Abstract

Postpoliomyelitis syndrome is a new neurological disorder seen in individuals who survive remote poliomyelitis. An adequate diagnosis is important for treatment and prognosis. The diagnosis of postpoliomyelitis syndrome might be difficult as the diagnosis mostly depends on the patient's subjective description of the symptoms. The diagnostic criteria primarily depend on new and progressive muscle weakness, muscle fatigue, general fatigue, and pain in the absence of other disorders which may be similar to this syndrome. Furthermore, the postpoliomyelitis syndrome patients have reached an age when concomitant diseases are common. The possible etiology is that this entity of paralysis can be exploited by slowly progressive distal neuronal degeneration. Interestingly, this patient had primary upper limb polio paralysis and then new slowly progressive asymmetrical, muscle weakness in the contralateral lower limb. Few clinical trials using human intravenous immunoglobulin (IVIG) and pyridostigmine gave controversy about a specific treatment.
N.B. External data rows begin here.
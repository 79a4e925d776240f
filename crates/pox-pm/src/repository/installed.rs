use std::sync::Arc;

use crate::package::Package;

use super::traits::Repository;

/// The baseline repository fed to the solver: whatever is currently
/// installed. `Request::fix`/`Request::lock` pull packages from here rather
/// than this type participating in rule generation directly.
#[derive(Debug, Clone, Default)]
pub struct InstalledRepository {
    packages: Vec<Arc<Package>>,
}

impl InstalledRepository {
    pub fn new() -> Self {
        Self { packages: Vec::new() }
    }

    pub fn from_packages(packages: Vec<Package>) -> Self {
        Self { packages: packages.into_iter().map(Arc::new).collect() }
    }

    pub fn add(&mut self, package: Package) {
        self.packages.push(Arc::new(package));
    }

    pub fn remove(&mut self, name: &str) {
        let name = name.to_lowercase();
        self.packages.retain(|p| p.name() != name);
    }
}

impl Repository for InstalledRepository {
    fn packages(&self) -> &[Arc<Package>] {
        &self.packages
    }

    fn name(&self) -> &str {
        "installed"
    }
}

#[cfg(test)]
mod tests {
    use super::*;

    #[test]
    fn add_and_remove_roundtrip() {
        let mut repo = InstalledRepository::new();
        repo.add(Package::new("vendor/a", "1.0.0"));
        assert_eq!(repo.len(), 1);

        repo.remove("VENDOR/A");
        assert!(repo.is_empty());
    }

    #[test]
    fn find_package_matches_name_and_version() {
        let repo = InstalledRepository::from_packages(vec![
            Package::new("vendor/a", "1.0.0"),
            Package::new("vendor/a", "2.0.0"),
        ]);
        assert!(repo.find_package("vendor/a", "2.0.0").is_some());
        assert!(repo.find_package("vendor/a", "3.0.0").is_none());
    }
}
In this case, we tried an IVIG therapy, but the weakness was progressively worsening and there was more atrophy in the muscle bulk of the affected muscle group. However, supportive treatment is also important to be planned. The aim of this case report is to describe the complexity of the diagnosis and treatment of such cases of the postpoliomyelitis syndrome in comparison to relevant literature.